DATASET RECORDS
§

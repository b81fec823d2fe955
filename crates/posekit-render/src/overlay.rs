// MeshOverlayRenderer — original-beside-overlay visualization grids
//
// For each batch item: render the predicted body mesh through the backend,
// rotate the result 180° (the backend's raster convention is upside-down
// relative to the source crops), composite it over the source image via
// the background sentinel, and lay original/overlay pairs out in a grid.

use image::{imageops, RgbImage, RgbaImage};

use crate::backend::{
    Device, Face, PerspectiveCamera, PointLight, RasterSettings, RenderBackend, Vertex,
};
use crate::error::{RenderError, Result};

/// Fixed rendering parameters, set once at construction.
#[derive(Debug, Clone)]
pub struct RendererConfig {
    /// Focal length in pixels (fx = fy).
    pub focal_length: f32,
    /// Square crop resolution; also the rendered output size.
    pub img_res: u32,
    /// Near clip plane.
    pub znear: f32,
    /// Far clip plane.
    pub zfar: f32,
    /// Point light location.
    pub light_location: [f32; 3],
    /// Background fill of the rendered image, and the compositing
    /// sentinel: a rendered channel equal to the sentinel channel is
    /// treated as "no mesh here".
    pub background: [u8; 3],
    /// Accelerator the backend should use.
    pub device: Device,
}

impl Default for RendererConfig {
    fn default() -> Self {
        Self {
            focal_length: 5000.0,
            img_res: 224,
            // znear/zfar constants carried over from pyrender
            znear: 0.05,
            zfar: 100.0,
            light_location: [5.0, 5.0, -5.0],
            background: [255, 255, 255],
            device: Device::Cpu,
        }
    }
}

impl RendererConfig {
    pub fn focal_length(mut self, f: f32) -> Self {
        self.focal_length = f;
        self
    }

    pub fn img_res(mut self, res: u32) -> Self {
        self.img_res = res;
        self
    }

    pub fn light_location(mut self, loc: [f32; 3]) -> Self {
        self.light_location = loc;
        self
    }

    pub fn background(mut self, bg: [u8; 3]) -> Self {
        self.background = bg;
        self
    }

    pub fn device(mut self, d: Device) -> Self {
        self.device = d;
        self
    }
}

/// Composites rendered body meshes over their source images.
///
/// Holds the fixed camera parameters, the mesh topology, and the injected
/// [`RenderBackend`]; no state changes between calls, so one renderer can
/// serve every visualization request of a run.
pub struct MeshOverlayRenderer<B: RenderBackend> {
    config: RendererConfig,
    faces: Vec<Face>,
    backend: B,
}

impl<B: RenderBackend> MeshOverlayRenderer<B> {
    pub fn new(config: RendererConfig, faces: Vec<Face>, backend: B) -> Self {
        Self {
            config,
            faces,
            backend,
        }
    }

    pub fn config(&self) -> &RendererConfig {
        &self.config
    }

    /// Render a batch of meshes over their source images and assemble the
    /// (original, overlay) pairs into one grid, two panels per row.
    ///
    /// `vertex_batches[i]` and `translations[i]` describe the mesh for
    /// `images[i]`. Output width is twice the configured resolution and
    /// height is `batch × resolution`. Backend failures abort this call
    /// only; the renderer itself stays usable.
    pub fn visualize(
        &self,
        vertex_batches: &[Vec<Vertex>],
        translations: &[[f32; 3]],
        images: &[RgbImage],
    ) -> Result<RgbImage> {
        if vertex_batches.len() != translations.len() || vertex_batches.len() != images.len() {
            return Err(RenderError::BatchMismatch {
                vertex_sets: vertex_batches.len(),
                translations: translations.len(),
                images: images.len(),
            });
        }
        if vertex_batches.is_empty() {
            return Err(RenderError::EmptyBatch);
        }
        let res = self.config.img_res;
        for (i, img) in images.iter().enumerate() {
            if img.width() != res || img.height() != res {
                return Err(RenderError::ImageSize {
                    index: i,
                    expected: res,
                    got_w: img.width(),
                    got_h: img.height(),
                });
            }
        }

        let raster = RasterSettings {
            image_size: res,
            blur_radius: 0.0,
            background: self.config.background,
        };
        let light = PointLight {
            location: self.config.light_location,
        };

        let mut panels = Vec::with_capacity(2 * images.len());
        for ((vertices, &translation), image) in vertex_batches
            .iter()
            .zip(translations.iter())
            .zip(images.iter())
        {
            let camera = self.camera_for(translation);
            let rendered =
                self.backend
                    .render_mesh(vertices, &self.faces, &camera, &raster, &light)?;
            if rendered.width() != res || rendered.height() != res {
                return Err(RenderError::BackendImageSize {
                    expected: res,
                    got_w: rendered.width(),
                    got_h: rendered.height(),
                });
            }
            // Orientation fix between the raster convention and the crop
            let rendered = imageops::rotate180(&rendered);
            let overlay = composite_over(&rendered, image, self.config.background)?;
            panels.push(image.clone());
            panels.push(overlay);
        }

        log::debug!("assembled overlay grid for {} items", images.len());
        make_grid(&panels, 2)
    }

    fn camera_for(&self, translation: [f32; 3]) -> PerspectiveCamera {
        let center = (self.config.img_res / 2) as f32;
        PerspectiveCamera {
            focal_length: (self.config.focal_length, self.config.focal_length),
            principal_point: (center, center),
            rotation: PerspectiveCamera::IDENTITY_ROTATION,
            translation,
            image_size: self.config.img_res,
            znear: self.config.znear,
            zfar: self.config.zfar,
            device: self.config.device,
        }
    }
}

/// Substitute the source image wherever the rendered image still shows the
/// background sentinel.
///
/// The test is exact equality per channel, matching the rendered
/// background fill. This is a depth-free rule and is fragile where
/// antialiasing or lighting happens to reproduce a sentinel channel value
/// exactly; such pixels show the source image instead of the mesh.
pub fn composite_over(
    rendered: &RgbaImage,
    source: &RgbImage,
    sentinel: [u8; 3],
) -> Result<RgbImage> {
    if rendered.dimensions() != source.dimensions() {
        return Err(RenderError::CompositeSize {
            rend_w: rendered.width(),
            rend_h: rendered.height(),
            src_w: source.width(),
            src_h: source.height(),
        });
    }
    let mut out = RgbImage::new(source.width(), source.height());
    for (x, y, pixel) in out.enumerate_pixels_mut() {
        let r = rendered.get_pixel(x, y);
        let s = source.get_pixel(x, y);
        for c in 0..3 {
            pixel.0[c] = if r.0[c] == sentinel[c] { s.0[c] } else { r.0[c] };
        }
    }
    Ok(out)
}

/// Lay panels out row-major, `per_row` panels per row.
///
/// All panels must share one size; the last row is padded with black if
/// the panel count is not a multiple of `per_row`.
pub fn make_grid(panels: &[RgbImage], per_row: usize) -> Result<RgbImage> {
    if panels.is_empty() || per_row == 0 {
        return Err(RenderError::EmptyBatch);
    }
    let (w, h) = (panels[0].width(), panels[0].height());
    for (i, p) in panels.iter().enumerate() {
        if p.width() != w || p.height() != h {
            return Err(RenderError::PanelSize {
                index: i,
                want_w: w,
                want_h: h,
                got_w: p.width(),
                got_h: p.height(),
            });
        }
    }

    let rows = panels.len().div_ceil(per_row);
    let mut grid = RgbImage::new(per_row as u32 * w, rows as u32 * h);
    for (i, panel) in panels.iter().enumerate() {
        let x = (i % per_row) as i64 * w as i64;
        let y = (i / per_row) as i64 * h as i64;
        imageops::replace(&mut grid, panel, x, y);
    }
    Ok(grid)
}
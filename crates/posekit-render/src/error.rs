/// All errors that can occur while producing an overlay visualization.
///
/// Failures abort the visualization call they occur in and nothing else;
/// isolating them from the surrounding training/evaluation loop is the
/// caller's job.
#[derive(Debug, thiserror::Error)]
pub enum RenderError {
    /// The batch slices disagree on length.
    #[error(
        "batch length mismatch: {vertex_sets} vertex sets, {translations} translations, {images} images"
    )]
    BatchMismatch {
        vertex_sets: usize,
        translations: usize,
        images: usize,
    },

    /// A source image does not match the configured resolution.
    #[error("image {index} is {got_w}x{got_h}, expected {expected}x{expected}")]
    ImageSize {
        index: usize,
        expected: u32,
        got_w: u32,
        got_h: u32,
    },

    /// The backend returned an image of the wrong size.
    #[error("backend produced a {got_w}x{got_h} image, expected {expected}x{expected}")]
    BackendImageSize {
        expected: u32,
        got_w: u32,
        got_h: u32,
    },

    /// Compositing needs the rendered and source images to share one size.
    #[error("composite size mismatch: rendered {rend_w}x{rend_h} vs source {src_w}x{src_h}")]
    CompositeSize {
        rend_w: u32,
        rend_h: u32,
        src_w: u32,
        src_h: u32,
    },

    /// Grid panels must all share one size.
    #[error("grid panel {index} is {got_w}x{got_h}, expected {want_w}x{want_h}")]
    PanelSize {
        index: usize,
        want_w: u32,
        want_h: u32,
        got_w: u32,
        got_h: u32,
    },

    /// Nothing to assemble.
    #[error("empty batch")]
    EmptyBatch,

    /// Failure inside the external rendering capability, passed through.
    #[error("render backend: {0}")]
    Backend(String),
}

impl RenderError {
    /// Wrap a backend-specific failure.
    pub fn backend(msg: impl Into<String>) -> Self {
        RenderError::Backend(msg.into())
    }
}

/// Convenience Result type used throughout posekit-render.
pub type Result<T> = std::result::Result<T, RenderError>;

§

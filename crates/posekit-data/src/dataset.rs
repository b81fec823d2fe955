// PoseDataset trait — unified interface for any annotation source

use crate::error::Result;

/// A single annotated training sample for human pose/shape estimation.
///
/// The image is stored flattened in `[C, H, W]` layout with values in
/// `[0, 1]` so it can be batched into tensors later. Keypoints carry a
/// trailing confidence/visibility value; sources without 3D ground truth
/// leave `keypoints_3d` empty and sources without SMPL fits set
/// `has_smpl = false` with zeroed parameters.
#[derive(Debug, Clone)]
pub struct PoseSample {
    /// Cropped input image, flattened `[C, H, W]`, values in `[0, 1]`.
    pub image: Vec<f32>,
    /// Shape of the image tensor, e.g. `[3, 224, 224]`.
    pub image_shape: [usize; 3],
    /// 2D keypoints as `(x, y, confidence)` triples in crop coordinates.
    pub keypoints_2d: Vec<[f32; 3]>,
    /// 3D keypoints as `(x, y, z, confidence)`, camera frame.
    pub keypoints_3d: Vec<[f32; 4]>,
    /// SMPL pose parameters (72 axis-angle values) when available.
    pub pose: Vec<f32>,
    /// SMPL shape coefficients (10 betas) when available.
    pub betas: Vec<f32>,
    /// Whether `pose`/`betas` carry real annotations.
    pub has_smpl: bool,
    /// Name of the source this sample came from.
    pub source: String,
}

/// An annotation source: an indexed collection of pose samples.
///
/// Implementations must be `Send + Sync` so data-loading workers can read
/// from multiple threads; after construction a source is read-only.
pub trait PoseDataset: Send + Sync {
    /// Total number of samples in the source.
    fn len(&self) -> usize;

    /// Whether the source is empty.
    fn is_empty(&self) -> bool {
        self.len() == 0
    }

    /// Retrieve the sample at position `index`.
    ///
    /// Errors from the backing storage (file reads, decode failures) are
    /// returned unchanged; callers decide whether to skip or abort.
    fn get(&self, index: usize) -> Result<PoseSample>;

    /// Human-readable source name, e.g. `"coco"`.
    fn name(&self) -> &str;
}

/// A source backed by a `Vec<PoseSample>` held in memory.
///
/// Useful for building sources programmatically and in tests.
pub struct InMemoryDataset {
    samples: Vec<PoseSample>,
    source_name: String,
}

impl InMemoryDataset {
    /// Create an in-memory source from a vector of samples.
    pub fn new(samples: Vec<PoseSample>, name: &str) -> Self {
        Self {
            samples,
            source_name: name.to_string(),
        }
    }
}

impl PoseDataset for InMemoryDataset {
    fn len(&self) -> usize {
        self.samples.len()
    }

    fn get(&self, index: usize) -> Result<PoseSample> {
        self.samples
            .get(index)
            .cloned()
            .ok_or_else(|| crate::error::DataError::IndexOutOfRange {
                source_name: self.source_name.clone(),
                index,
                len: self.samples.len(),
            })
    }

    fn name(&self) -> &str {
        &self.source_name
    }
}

§

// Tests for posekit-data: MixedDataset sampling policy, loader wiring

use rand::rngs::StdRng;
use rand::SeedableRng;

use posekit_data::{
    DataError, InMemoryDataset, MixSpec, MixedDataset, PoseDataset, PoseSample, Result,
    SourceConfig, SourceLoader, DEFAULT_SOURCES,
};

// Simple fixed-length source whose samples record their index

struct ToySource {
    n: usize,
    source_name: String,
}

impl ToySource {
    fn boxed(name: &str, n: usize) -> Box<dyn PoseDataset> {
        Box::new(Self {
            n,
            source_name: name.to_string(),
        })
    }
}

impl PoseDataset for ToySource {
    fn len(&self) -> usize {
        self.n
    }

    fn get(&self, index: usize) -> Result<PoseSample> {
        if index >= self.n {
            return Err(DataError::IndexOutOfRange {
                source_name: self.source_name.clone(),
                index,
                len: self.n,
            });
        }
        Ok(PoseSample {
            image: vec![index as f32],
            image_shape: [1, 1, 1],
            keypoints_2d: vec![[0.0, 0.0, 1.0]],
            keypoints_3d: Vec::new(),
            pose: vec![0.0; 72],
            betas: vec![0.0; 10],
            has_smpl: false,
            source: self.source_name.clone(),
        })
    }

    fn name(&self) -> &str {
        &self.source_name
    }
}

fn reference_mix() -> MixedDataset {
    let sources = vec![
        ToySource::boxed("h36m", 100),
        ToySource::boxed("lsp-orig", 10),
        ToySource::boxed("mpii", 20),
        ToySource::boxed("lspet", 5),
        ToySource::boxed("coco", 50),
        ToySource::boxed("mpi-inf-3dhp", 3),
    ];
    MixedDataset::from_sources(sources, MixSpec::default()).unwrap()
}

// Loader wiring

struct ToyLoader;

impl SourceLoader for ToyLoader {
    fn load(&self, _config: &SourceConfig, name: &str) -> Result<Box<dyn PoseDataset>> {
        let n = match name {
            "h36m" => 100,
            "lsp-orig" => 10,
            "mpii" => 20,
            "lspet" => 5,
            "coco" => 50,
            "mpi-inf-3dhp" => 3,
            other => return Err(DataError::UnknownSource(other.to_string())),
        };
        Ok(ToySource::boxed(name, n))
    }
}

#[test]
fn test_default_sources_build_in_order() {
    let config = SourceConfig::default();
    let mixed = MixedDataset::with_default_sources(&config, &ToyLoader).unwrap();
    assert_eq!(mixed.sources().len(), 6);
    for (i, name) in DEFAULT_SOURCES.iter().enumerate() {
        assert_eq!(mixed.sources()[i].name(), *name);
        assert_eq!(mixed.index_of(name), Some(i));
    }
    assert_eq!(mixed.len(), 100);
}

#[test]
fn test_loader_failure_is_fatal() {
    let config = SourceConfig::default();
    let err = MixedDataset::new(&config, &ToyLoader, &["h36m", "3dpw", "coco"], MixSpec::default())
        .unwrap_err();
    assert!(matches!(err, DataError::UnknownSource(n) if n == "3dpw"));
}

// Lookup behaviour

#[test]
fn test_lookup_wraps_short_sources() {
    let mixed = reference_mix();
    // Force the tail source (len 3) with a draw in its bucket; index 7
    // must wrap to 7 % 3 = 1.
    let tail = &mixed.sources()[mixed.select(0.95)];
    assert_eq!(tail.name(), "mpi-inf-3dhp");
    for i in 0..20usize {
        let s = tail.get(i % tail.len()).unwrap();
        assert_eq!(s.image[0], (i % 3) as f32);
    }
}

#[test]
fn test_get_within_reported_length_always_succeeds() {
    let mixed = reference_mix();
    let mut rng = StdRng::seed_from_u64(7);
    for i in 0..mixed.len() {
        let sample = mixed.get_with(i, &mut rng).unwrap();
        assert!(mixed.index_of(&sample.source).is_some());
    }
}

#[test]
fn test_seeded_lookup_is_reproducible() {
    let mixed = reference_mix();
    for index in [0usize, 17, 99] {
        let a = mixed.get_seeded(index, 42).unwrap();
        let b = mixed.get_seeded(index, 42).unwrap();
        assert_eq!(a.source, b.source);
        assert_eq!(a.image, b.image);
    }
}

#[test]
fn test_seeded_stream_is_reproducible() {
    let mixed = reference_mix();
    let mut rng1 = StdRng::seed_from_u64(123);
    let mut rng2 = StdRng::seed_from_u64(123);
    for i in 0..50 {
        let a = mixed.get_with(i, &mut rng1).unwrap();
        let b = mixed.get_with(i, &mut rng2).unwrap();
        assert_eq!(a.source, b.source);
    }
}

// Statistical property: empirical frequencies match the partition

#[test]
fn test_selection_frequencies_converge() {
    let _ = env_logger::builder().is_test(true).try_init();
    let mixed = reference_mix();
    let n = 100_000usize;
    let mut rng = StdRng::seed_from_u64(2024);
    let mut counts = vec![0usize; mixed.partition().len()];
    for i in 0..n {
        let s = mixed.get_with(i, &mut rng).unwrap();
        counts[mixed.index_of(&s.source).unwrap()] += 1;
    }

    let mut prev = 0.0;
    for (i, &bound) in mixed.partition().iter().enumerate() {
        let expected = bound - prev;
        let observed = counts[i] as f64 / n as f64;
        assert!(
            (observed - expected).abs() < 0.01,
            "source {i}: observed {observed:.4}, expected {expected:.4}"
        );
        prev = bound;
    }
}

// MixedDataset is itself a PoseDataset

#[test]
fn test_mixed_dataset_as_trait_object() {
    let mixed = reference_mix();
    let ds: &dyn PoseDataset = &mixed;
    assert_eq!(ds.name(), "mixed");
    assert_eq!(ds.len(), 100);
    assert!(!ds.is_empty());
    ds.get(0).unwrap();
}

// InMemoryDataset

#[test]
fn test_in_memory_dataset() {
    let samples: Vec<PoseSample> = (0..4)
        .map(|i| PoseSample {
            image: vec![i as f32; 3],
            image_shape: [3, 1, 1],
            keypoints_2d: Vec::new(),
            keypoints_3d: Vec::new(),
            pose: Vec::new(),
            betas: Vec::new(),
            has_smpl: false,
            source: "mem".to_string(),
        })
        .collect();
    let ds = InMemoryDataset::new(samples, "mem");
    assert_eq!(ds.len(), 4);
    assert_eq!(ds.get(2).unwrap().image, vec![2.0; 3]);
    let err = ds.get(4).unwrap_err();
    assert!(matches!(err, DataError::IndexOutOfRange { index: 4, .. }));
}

§

TO DO
Working through the records, find each line containing the word "iter" and copy it.

ANSWER TO THIS PROBLEM
        for (i, img) in images.iter().enumerate() {
            .iter()
            .zip(translations.iter())
            .zip(images.iter())
    for (i, p) in panels.iter().enumerate() {
    for (i, panel) in panels.iter().enumerate() {
    for (i, name) in DEFAULT_SOURCES.iter().enumerate() {
    for (i, &bound) in mixed.partition().iter().enumerate() {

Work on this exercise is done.